## What is required:
Below is a listing. Copy each line of it that holds the word "SpeechConfig".
[Extracted material — start]
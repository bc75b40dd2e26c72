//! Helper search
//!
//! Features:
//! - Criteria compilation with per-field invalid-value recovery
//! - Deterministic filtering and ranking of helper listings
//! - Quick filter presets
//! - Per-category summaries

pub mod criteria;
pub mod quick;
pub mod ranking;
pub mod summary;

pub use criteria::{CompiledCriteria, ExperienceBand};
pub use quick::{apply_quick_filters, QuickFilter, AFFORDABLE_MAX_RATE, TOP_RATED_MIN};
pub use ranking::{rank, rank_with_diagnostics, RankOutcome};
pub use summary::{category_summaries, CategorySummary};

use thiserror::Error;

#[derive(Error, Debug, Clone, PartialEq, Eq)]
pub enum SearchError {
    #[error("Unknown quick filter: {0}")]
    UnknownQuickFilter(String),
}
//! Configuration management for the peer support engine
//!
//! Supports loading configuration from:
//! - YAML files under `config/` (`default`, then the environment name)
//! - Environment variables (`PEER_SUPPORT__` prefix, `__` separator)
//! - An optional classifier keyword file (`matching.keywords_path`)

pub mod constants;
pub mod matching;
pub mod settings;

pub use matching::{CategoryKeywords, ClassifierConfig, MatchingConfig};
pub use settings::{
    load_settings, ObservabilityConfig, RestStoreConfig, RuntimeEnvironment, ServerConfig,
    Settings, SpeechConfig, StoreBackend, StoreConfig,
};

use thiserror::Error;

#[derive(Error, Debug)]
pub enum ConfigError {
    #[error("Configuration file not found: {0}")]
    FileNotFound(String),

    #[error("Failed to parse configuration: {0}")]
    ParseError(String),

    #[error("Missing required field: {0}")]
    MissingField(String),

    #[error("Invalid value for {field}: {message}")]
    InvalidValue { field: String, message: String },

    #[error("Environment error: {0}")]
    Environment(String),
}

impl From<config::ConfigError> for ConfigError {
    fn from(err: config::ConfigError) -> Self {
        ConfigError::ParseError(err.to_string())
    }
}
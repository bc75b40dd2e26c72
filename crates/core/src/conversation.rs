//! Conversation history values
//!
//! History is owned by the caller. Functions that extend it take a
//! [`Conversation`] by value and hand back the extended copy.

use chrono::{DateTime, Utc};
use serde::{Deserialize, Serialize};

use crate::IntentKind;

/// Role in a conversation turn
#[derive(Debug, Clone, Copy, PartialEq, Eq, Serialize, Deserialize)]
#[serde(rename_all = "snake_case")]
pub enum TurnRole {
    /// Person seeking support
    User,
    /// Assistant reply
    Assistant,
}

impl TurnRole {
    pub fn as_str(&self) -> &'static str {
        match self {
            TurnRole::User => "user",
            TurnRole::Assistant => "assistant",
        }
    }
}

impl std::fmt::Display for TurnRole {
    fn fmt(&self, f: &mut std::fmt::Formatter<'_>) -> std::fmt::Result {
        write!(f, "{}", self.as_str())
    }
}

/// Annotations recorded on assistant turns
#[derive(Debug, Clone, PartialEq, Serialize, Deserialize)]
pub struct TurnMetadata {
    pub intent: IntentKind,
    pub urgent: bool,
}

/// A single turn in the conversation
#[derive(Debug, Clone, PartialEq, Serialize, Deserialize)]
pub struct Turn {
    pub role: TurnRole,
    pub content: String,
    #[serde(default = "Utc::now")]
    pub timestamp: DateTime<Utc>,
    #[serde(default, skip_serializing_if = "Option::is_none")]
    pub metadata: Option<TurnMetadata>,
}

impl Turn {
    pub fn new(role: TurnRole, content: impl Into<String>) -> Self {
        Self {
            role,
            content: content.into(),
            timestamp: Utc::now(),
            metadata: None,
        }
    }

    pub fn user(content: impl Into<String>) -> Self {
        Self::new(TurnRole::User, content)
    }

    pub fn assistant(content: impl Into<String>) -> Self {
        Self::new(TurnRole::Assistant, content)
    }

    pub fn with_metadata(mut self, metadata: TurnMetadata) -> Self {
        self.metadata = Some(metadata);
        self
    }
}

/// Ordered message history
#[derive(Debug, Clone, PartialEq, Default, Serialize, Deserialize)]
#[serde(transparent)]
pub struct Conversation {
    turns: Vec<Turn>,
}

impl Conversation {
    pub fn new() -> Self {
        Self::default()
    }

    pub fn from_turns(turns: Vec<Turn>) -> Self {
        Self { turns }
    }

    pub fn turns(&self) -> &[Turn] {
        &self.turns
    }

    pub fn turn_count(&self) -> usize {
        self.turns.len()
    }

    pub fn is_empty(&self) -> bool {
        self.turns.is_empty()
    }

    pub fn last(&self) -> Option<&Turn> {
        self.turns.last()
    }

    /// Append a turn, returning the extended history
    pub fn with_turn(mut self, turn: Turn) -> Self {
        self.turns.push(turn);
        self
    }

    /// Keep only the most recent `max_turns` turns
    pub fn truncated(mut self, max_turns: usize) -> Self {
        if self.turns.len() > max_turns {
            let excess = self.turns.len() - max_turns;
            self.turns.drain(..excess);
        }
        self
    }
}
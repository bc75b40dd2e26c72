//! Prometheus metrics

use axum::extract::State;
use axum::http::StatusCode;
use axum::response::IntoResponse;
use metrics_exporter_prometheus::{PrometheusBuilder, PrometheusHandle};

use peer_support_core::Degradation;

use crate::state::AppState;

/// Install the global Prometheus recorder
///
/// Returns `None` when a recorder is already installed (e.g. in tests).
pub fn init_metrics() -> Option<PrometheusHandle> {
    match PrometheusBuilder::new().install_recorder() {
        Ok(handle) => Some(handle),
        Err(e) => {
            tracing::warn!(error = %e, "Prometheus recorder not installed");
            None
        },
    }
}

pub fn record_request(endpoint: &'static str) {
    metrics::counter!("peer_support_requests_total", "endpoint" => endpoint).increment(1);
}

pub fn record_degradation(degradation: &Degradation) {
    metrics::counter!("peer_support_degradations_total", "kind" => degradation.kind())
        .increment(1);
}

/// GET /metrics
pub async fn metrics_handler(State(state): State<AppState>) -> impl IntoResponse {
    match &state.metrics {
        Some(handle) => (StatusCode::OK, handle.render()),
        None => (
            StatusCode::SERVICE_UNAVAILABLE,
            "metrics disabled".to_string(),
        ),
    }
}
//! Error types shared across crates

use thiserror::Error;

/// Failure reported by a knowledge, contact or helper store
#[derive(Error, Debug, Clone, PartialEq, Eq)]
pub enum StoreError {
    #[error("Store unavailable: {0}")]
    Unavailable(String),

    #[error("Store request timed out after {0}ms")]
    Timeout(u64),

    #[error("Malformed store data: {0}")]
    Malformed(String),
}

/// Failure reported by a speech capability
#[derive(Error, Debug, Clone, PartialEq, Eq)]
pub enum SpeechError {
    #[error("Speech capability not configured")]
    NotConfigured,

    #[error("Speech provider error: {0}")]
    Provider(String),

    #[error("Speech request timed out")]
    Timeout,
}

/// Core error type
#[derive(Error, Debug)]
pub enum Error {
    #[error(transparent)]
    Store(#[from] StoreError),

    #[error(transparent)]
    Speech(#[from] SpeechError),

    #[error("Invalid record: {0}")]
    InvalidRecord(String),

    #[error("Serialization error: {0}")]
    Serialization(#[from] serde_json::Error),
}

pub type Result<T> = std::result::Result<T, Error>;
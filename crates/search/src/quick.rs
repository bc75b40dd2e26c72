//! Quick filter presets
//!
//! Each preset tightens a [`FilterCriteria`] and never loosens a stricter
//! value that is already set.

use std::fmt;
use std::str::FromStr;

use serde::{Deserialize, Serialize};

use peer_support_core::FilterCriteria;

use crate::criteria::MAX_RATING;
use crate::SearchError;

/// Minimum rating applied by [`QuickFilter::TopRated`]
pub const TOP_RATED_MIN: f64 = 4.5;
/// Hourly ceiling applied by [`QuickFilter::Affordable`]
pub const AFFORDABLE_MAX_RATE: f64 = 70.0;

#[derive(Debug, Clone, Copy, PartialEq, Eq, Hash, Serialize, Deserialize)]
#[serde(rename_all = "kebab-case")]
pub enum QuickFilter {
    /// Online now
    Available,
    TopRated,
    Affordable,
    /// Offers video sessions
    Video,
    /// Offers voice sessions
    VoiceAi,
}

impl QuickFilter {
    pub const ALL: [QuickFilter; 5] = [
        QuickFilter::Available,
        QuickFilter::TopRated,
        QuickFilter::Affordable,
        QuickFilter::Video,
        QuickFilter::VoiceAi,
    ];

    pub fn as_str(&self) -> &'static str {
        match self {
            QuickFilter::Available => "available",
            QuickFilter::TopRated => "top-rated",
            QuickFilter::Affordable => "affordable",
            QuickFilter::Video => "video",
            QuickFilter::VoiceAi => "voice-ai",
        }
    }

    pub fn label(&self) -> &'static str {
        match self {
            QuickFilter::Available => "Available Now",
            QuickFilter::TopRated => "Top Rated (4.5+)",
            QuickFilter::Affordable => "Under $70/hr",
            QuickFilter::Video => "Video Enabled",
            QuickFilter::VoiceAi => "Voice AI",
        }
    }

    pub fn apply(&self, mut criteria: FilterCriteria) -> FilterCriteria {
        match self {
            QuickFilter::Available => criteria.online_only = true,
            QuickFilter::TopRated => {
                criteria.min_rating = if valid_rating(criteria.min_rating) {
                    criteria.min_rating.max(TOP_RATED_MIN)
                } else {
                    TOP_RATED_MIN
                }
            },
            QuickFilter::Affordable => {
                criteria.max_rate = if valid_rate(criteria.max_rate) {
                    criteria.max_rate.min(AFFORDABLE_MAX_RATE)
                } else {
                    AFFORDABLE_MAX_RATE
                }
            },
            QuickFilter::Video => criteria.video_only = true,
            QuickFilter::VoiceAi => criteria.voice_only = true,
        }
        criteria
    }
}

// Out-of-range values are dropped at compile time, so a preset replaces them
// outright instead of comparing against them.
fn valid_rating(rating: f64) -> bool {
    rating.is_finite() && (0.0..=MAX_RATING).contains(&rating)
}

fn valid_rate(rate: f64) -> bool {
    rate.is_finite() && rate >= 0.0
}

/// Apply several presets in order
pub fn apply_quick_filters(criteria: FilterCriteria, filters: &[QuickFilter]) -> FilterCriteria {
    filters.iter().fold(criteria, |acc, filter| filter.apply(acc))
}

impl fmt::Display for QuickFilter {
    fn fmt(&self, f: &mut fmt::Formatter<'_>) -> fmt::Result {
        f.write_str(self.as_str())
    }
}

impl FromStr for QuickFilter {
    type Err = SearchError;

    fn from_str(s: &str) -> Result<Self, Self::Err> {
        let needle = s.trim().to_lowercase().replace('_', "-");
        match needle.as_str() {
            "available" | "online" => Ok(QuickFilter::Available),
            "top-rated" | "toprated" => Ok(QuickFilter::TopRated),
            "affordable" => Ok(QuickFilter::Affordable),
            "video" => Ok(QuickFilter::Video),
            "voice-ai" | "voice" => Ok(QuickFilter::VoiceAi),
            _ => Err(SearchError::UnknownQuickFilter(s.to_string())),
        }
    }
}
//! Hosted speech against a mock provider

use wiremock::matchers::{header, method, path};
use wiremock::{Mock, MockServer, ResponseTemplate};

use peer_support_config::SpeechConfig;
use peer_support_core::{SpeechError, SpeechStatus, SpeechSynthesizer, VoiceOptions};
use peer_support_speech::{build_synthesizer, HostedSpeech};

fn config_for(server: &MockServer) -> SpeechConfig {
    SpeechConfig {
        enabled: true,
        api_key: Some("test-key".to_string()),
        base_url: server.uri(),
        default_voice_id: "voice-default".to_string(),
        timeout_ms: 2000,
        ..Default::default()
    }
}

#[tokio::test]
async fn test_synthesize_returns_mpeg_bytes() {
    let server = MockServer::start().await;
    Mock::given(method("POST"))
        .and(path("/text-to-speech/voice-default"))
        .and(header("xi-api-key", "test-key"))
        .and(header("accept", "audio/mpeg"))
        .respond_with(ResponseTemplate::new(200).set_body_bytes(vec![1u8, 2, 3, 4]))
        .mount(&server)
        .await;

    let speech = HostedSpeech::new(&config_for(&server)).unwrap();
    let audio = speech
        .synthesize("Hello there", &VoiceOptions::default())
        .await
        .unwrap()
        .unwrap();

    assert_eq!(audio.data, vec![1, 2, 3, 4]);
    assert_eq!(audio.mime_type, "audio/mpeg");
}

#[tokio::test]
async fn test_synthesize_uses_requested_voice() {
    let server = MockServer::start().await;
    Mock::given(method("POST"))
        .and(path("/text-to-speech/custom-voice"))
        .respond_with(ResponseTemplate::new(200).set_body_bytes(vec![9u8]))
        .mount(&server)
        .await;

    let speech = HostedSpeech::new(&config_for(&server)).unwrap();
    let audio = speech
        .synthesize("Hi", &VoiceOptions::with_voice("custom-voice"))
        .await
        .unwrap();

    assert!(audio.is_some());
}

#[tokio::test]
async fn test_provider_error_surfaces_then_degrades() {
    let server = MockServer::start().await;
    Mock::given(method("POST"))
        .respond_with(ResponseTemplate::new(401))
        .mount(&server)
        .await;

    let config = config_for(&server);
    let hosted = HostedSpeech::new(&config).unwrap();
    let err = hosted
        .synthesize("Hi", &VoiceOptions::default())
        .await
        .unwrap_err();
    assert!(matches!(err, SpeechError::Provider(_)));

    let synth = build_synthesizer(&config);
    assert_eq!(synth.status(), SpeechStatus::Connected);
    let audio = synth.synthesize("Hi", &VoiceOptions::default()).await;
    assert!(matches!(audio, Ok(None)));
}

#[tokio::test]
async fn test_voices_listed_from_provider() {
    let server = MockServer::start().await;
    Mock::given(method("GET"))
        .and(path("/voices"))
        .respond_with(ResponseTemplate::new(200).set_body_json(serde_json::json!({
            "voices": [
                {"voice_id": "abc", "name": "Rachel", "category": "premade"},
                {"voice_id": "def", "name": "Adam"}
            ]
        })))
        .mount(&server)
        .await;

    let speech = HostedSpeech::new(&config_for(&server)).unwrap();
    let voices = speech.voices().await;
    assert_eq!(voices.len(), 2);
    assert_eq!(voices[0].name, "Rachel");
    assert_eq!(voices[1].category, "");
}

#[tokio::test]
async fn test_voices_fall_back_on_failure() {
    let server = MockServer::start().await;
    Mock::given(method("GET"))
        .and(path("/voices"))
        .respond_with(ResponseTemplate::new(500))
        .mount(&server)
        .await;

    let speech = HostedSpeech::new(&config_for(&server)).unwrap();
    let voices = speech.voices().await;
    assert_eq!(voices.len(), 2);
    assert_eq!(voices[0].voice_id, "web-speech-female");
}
[Extracted material — finish]
## The answer:
    Settings, SpeechConfig, StoreBackend, StoreConfig,
use peer_support_config::SpeechConfig;
fn config_for(server: &MockServer) -> SpeechConfig {
    SpeechConfig {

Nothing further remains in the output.